Eugene Pallette must have pleased director Gregory La Cava as much as he does audiences because La Cava brought him back as the Bullock family patriarch in My Man Godfrey. Also returning in the later film was Franklin Pangborn, who played the hotel manager in The Half Naked Truth.
Frank Morgan will make you chuckle as the put-upon Broadway producer who after his first blitz of exposure to Bates and his tricks laments that he is “working so hard I don’t know what I’m doing.” It was nice getting to see Morgan more or less playing Ziegfeld as it will only be a few years before he’s playing rival and friend to the real Ziegfeld as portrayed by William Powell in The Great Ziegfeld (1936).
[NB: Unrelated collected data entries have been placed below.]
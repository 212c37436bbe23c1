#![allow(clippy::unwrap_used)]
// Integration tests for `EventChannel` against a local WebSocket server.

use std::future::Future;
use std::time::Duration;

use futures_util::{SinkExt, StreamExt};
use pretty_assertions::assert_eq;
use tokio::net::TcpListener;
use tokio::sync::{broadcast, mpsc};
use tokio_tungstenite::tungstenite::Message;

use scanlink_core::{
    ChannelError, ChannelEvent, ChannelNotice, ClientConfig, Connectivity, ConnectionState,
    Directive, Environment, EventChannel, PageOrigin, ReconnectPolicy, Visibility,
};

// ── Helpers ─────────────────────────────────────────────────────────

async fn within<F: Future>(fut: F) -> F::Output {
    tokio::time::timeout(Duration::from_secs(5), fut)
        .await
        .expect("timed out")
}

async fn bind() -> (TcpListener, PageOrigin) {
    let listener = TcpListener::bind("127.0.0.1:0").await.unwrap();
    let addr = listener.local_addr().unwrap();
    (listener, PageOrigin::new(addr.to_string(), false))
}

/// Accept connections forever. Each ping is answered with a pong followed
/// by one `scan_progress` event; every text frame is forwarded to the test.
fn serve(listener: TcpListener) -> mpsc::UnboundedReceiver<String> {
    let (seen_tx, seen_rx) = mpsc::unbounded_channel();

    tokio::spawn(async move {
        while let Ok((stream, _)) = listener.accept().await {
            let seen_tx = seen_tx.clone();
            tokio::spawn(async move {
                let mut ws = tokio_tungstenite::accept_async(stream).await.unwrap();
                while let Some(Ok(msg)) = ws.next().await {
                    let Message::Text(text) = msg else { continue };
                    if text.as_str() == r#"{"type":"ping"}"# {
                        let _ = ws.send(Message::text(r#"{"type":"pong"}"#)).await;
                        let _ = ws
                            .send(Message::text(
                                r#"{"type":"scan_progress","scan_id":"s1","progress":10}"#,
                            ))
                            .await;
                    }
                    let _ = seen_tx.send(text.as_str().to_owned());
                }
            });
        }
    });

    seen_rx
}

async fn next_notice(
    rx: &mut broadcast::Receiver<ChannelNotice>,
    mut matches: impl FnMut(&ChannelNotice) -> bool,
) -> ChannelNotice {
    within(async {
        loop {
            let notice = rx.recv().await.unwrap();
            if matches(&notice) {
                return notice;
            }
        }
    })
    .await
}

// ── Tests ───────────────────────────────────────────────────────────

#[tokio::test]
async fn test_ping_events_and_subscriptions() {
    let (listener, origin) = bind().await;
    let mut seen = serve(listener);
    let env = Environment::new(origin);

    let channel = EventChannel::spawn(ClientConfig::default(), &env);
    assert_eq!(env.listener_count(), 1);
    assert_eq!(channel.state(), ConnectionState::Idle);

    channel.connect();
    within(channel.wait_for_state(ConnectionState::Open))
        .await
        .unwrap();
    assert!(channel.is_connected());

    // The liveness ping is the first frame on the wire.
    assert_eq!(within(seen.recv()).await.unwrap(), r#"{"type":"ping"}"#);

    let mut events = channel.watch_events();
    within(events.wait_for(|e| !e.is_empty())).await.unwrap();
    assert!(channel.events_by_type("pong").is_empty());
    assert_eq!(channel.events().len(), 1);
    assert_eq!(
        channel.latest_by_type("scan_progress").unwrap().get("progress"),
        Some(&10.into())
    );

    channel.subscribe("s1");
    let directive: serde_json::Value =
        serde_json::from_str(&within(seen.recv()).await.unwrap()).unwrap();
    assert_eq!(
        directive,
        serde_json::json!({"type": "subscribe_scan", "scan_id": "s1"})
    );

    channel.send(ChannelEvent::new("request_report").with("scan_id", "s1"));
    assert!(within(seen.recv()).await.unwrap().contains("request_report"));

    channel.clear();
    assert!(channel.events().is_empty());
    assert_eq!(channel.state(), ConnectionState::Open);

    channel.shutdown().await;
    assert_eq!(env.listener_count(), 0, "environment listener leaked");
}

#[tokio::test]
async fn test_reconnects_after_connection_loss() {
    let (listener, origin) = bind().await;

    // First connection is dropped without a closing handshake.
    tokio::spawn(async move {
        let (stream, _) = listener.accept().await.unwrap();
        let ws = tokio_tungstenite::accept_async(stream).await.unwrap();
        tokio::time::sleep(Duration::from_millis(50)).await;
        drop(ws);

        let (stream, _) = listener.accept().await.unwrap();
        let mut ws = tokio_tungstenite::accept_async(stream).await.unwrap();
        while ws.next().await.is_some() {}
    });

    let env = Environment::new(origin);
    let policy = ReconnectPolicy {
        interval: Duration::from_millis(50),
        max_attempts: 3,
        auto_reconnect: true,
    };
    let channel = EventChannel::spawn(ClientConfig::default().with_policy(policy), &env);
    let mut notices = channel.notices();

    channel.connect();
    next_notice(&mut notices, |n| matches!(n, ChannelNotice::Opened { .. })).await;

    let closed = next_notice(&mut notices, |n| matches!(n, ChannelNotice::Closed { .. })).await;
    assert!(matches!(closed, ChannelNotice::Closed { clean: false, .. }));

    let scheduled = next_notice(&mut notices, |n| {
        matches!(n, ChannelNotice::ReconnectScheduled { .. })
    })
    .await;
    assert_eq!(
        scheduled,
        ChannelNotice::ReconnectScheduled {
            attempt: 1,
            delay: Duration::from_millis(50)
        }
    );

    next_notice(&mut notices, |n| matches!(n, ChannelNotice::Opened { .. })).await;
    let status = within(channel.wait_for_state(ConnectionState::Open))
        .await
        .unwrap();
    assert_eq!(status.attempts, 0);
    assert!(status.last_error.is_none());

    channel.shutdown().await;
}

#[tokio::test]
async fn test_gives_up_when_endpoint_unreachable() {
    // Bind then drop to get a port nobody listens on.
    let (listener, origin) = bind().await;
    drop(listener);

    let env = Environment::new(origin);
    let policy = ReconnectPolicy {
        interval: Duration::from_millis(10),
        max_attempts: 2,
        auto_reconnect: true,
    };
    let channel = EventChannel::spawn(ClientConfig::default().with_policy(policy), &env);

    channel.connect();
    let status = within(channel.wait_for_state(ConnectionState::Failed))
        .await
        .unwrap();
    assert_eq!(
        status.last_error,
        Some(ChannelError::RetriesExhausted { attempts: 2 })
    );
    assert!(!status.connected);

    channel.shutdown().await;
}

#[tokio::test]
async fn test_send_while_disconnected_records_error() {
    let env = Environment::new(PageOrigin::new("127.0.0.1:9", false));
    let channel = EventChannel::spawn(ClientConfig::default(), &env);

    channel.send(Directive::Ping);
    let status = within(channel.wait_for(|s| s.last_error.is_some()))
        .await
        .unwrap();

    assert_eq!(status.last_error, Some(ChannelError::NotConnected));
    assert_eq!(status.state, ConnectionState::Idle);
    assert!(channel.events().is_empty());

    channel.shutdown().await;
}

#[tokio::test]
async fn test_hidden_page_suspends_and_resumes() {
    let (listener, origin) = bind().await;
    let mut seen = serve(listener);
    let env = Environment::new(origin);
    let channel = EventChannel::spawn(ClientConfig::default(), &env);
    let mut notices = channel.notices();

    channel.connect();
    within(channel.wait_for_state(ConnectionState::Open))
        .await
        .unwrap();

    env.set_visibility(Visibility::Hidden);
    let closed = next_notice(&mut notices, |n| matches!(n, ChannelNotice::Closed { .. })).await;
    assert!(matches!(
        closed,
        ChannelNotice::Closed {
            suspended: true,
            clean: true,
            code: 1001,
            ..
        }
    ));
    let status = within(channel.wait_for_state(ConnectionState::Closed))
        .await
        .unwrap();
    assert!(status.last_error.is_none());

    env.set_visibility(Visibility::Visible);
    within(channel.wait_for_state(ConnectionState::Open))
        .await
        .unwrap();

    // One ping per successful open.
    assert_eq!(within(seen.recv()).await.unwrap(), r#"{"type":"ping"}"#);
    assert_eq!(within(seen.recv()).await.unwrap(), r#"{"type":"ping"}"#);

    channel.shutdown().await;
}

#[tokio::test]
async fn test_dropping_last_handle_releases_environment() {
    let env = Environment::new(PageOrigin::new("127.0.0.1:9", false));
    let channel = EventChannel::spawn(ClientConfig::default(), &env);
    let other = channel.clone();
    assert_eq!(env.listener_count(), 1);

    drop(channel);
    drop(other);

    within(async {
        while env.listener_count() > 0 {
            tokio::time::sleep(Duration::from_millis(5)).await;
        }
    })
    .await;
}

#[tokio::test]
async fn test_send_right_before_shutdown_is_delivered() {
    let (listener, origin) = bind().await;
    let mut seen = serve(listener);
    let env = Environment::new(origin);
    let channel = EventChannel::spawn(ClientConfig::default(), &env);

    channel.connect();
    within(channel.wait_for_state(ConnectionState::Open))
        .await
        .unwrap();
    assert_eq!(within(seen.recv()).await.unwrap(), r#"{"type":"ping"}"#);

    // No yield between the two: the driver sees the send only after cancel.
    channel.send(ChannelEvent::new("note").with("text", "bye"));
    channel.shutdown().await;

    let frame: serde_json::Value =
        serde_json::from_str(&within(seen.recv()).await.unwrap()).unwrap();
    assert_eq!(frame, serde_json::json!({"type": "note", "text": "bye"}));
    assert!(channel.last_error().is_none());
}

#[tokio::test]
async fn test_status_stream_follows_connection() {
    let (listener, origin) = bind().await;
    let _seen = serve(listener);
    let env = Environment::new(origin);
    let channel = EventChannel::spawn(ClientConfig::default(), &env);

    let mut stream = channel.status_stream();
    let first = within(stream.next()).await.unwrap();
    assert_eq!(first.state, ConnectionState::Idle);

    channel.connect();
    let mut observed = vec![first.state];
    while observed.last() != Some(&ConnectionState::Open) {
        observed.push(within(stream.next()).await.unwrap().state);
    }

    // Snapshots may coalesce, but never go anywhere else on the way up.
    assert!(observed.iter().all(|s| matches!(
        s,
        ConnectionState::Idle | ConnectionState::Connecting | ConnectionState::Open
    )));

    channel.shutdown().await;
}

#[tokio::test]
async fn test_connectivity_changes_reach_the_client() {
    let (listener, origin) = bind().await;
    let _seen = serve(listener);
    let env = Environment::new(origin);

    // Offline while open: flag drops at once, the transport still owns the state.
    let channel = EventChannel::spawn(ClientConfig::default(), &env);
    channel.connect();
    within(channel.wait_for_state(ConnectionState::Open))
        .await
        .unwrap();

    env.set_connectivity(Connectivity::Offline);
    assert_eq!(env.connectivity(), Connectivity::Offline);
    let status = within(channel.wait_for(|s| !s.connected)).await.unwrap();
    assert_eq!(status.state, ConnectionState::Open);
    assert!(!channel.is_connected());
    channel.shutdown().await;

    // Online from idle with automatic recovery: connects by itself.
    let channel = EventChannel::spawn(ClientConfig::default(), &env);
    assert_eq!(channel.state(), ConnectionState::Idle);

    env.set_connectivity(Connectivity::Online);
    let status = within(channel.wait_for_state(ConnectionState::Open))
        .await
        .unwrap();
    assert!(status.connected);

    channel.shutdown().await;
}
The common folk of The Half Naked Truth got everything they ever dreamed of but came to realize that they already had enough back where they had started. “It’s a lousy racket,” Achilles says of carnival life. “Sure it is,” Bates replies, “But it’s fun at that.”
O! Mister Carpenter
Could you, would you
Do some work for me too?
Bring your tools up here and begin,
Turn the knob and walk in.Oh, mister carpenter,
I wondered where you were.
Oh, mister carpenter,
I got a big job for you.
My cupboard doesn't swing,
My doorbell doesn't ring,
My bed has no more spring,
You ought to know what to do....my neighbor
Tells me you work for her.
You better say goodbye now, you're mine now--
You chiseling carpenter!
So...if you're satisfied,
Each day when you come by
I've got a big job for you!
Music and Lyrics by Edward Eliscu and Harry Akst. Copyright 1931. Text reproduced from Latino Images in Film: Stereotypes, Subversion, and Resistance by Charles Ramirez Berg.
Grand Old Movies says
Next to Warren William, Lee Tracy is about the most pre-Codish of the pre-Code actors. It was an era he was made for. Thanks for your terrific post!
Cliff Aliperti says
I agree. There are certain actors who just work so well inside this window. I honestly am beginning to think it’s more the historical period, those extreme Depression dark days of 1932-33, than the actual lack of code enforcement doing it … more likely a perfect combination of both factors.
How perfect would a Warner Brothers-First National film had been had Lee Tracy come in huckstering off the streets to Warren William in a penthouse office setting? Wow, I wish they had made that!